Marxisme, postcolonialisme et postcolonialité
— Par Magali Bessone
— William Edward Burghardt Du Bois a écrit la majeure partie des essais qui composent cet ouvrage entre 1897 et 1903 : aux États-Unis, la ségrégation vient d’être légalement reconnue1, trente ans seulement après la fin de la guerre de Sécession qui a émancipé les esclaves noirs sur l’ensemble du territoire de l’Union. L’Europe, dans le même temps, se dispute l’Afrique. Malgré une tentative de partage plus ou moins consensuel de l’Afrique entre les grandes puissances lors de la conférence de Berlin, les crises coloniales se multiplient, depuis celle de Fachoda, qui met aux prises la France et la Grande-Bretagne en 1898, jusqu’au coup de Tanger de 1905 qui oppose la France et l’Allemagne et contribue largement au déclenchement de la Première Guerre mondiale.

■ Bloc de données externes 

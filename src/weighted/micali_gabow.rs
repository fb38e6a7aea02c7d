/*!
# Galil–Micali–Gabow Engine

Replaces every linear scan of the driver with a priority-queue lookup:

- node duals live in two offset heaps `Ueven`/`Uodd` plus a raw array for
  free nodes; one dual adjustment is an `O(1)` offset shift per heap,
- blossom duals live in `Zeven`/`Zodd` the same way (δ₁ and δ₄ are heap
  minima),
- even–even edges live in `good_edges` keyed by slack/2 (δ₃ directly), with
  lazy removal of edges that became intra-blossom,
- even–(odd/free) edges live in the two-level queue `even_edges`, grouped by
  the non-even endpoint's root blossom (δ₂ is the global minimum); labelling
  a blossom odd freezes its whole group, expansion splits it at sub-blossom
  boundaries.

Every blossom keeps its member nodes in a concatenable queue whose root is
tagged with the blossom id, so `get_blossom` is a pointer walk instead of a
maintained array: contraction concatenates the children's queues, expansion
splits them back. Queues and groups are rebuilt in blossom order at stage
initialisation, which also absorbs the base rotations of the previous
stage's augmentation.

Each node is scanned exactly once per time its blossom turns even
([`MicaliGabow::scan_edges`]); everything else is `O(log)` per event, giving
`O(m log n)` per stage.
*/

use std::collections::VecDeque;

use crate::blossom::{BlossomId, EdgeInfo, Label};
use crate::graph::*;
use crate::matching::Matching;
use crate::queues::{CqPool, CqRef, PriorityQueue1, PriorityQueue2};
use crate::weighted::{Core, INF_WEIGHT, Matcher, Variant};

/// Per-blossom payload: the concatenable queue of member nodes (valid for
/// root blossoms) and the even-edge group (valid for non-even roots within a
/// stage).
#[derive(Clone, Debug, Default)]
pub(crate) struct MgData {
    nodes: Option<u32>,
    group: Option<u32>,
}

pub(crate) struct MicaliGabow {
    edge_queue: VecDeque<EdgeInfo>,

    /// Blossom membership queues; priorities are unused.
    pool: CqPool<Weight>,
    /// Handle of each node inside its blossom's queue.
    nodes_refs: Vec<CqRef>,

    /// Node duals by label; entries migrate with their current value on
    /// every label change.
    u_even: PriorityQueue1<Weight>,
    u_odd: PriorityQueue1<Weight>,
    u_free: Vec<Weight>,

    /// Blossom duals of non-trivial even/odd roots, keyed by blossom id.
    z_even: PriorityQueue1<Weight>,
    z_odd: PriorityQueue1<Weight>,

    /// Even–even edges keyed by slack/2; lazily pruned.
    good_edges: PriorityQueue1<Weight>,

    /// Even–(odd/free) edges grouped by the non-even endpoint's blossom.
    even_edges: PriorityQueue2,
    /// Anchor of each node in its blossom's group; valid while the node's
    /// root blossom is non-even in the current stage.
    anchor_refs: Vec<CqRef>,
}

impl MicaliGabow {
    /// Current dual of `v`, wherever it is stored.
    fn u_of(&self, v: Node) -> Weight {
        self.u_even
            .priority_of(v)
            .or_else(|| self.u_odd.priority_of(v))
            .unwrap_or(self.u_free[v as usize])
    }

    fn slack(&self, core: &Core<MgData>, a: Node, b: Node, id: EdgeId) -> Weight {
        self.u_of(a) + self.u_of(b) - core.w2[id as usize]
    }

    fn blossom_of(&self, v: Node) -> BlossomId {
        BlossomId(self.pool.owner(self.pool.queue_of(self.nodes_refs[v as usize])))
    }

    /// Records an even–even edge for δ₃ (slack halves stay integral).
    fn push_good_edge(&mut self, core: &Core<MgData>, a: Node, b: Node, id: EdgeId) {
        if !self.good_edges.contains(id) {
            let slack = self.slack(core, a, b, id);
            debug_assert!(slack % 2 == 0, "odd slack between even blossoms");
            self.good_edges.insert(id, slack / 2);
        }
    }

    /// Classifies every edge leaving the freshly even blossom `b` into
    /// `good_edges` or the target group of `even_edges`.
    fn scan_edges(&mut self, core: &Core<MgData>, b: BlossomId) {
        for v in core.blossoms.nodes_of(b) {
            self.scan_node(core, b, v);
        }
    }

    fn scan_node(&mut self, core: &Core<MgData>, b: BlossomId, v: Node) {
        for (w, id) in core.graph.neighbors_of(v) {
            let c = self.blossom_of(w);
            if c == b {
                continue;
            }
            if core.blossoms[c].label == Label::Even {
                self.push_good_edge(core, v, w, id);
            } else {
                let slack = self.slack(core, v, w, id);
                self.even_edges
                    .insert_after(self.anchor_refs[w as usize], id, slack);
            }
        }
    }

    /// Moves the entries of a dissolved group into `good_edges`; both
    /// endpoints are even by now.
    fn drain_group_into_good_edges(&mut self, core: &Core<MgData>, group: u32) {
        for (id, slack) in self.even_edges.dissolve_group(group) {
            let (a, b) = core.graph.edge(id);
            if self.blossom_of(a) == self.blossom_of(b) {
                continue; // became internal, no longer a δ₃ candidate
            }
            if !self.good_edges.contains(id) {
                debug_assert_eq!(slack, self.slack(core, a, b, id));
                debug_assert!(slack % 2 == 0, "odd slack between even blossoms");
                self.good_edges.insert(id, slack / 2);
            }
        }
    }

    /// Splits the node queue (and, when present, the even-edge group) of `b`
    /// back onto its children. Queue order matches the cyclic sub-blossom
    /// order, so each child's block starts at its base node.
    fn split_structures_to_children(&mut self, core: &mut Core<MgData>, b: BlossomId) {
        let children: Vec<BlossomId> = core.blossoms[b]
            .sub_blossoms
            .iter()
            .map(|&(c, _)| c)
            .collect();

        let mut queue = core.blossoms[b].data.nodes.take().expect("root without queue");
        let group = core.blossoms[b].data.group.take();
        let mut remaining_group = group;

        for k in 1..children.len() {
            let boundary = core.blossoms[children[k]].base;

            let tail = self
                .pool
                .split_off_before(queue, self.nodes_refs[boundary as usize]);
            self.pool.set_owner(queue, children[k - 1].0);
            core.blossoms[children[k - 1]].data.nodes = Some(queue);
            queue = tail;

            if let Some(g) = remaining_group {
                let tail = self
                    .even_edges
                    .split_off_before(g, self.anchor_refs[boundary as usize]);
                core.blossoms[children[k - 1]].data.group = Some(g);
                remaining_group = Some(tail);
            }
        }

        let last = *children.last().unwrap();
        self.pool.set_owner(queue, last.0);
        core.blossoms[last].data.nodes = Some(queue);
        core.blossoms[last].data.group = remaining_group;
    }
}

Aujourd’hui la France hérite des interrogations et des méthodes des post-colonial studies anglo-saxonnes et relit l’histoire de ses relations avec l’Afrique, notamment à la lumière de la réinscription de la colonisation dans la longue durée, en(1) refusant d’accorder un privilège explicatif à l’événement « décolonisation2 ». La France, largement en retard sur les États-Unis, (re)découvre ainsi sa situation postcoloniale.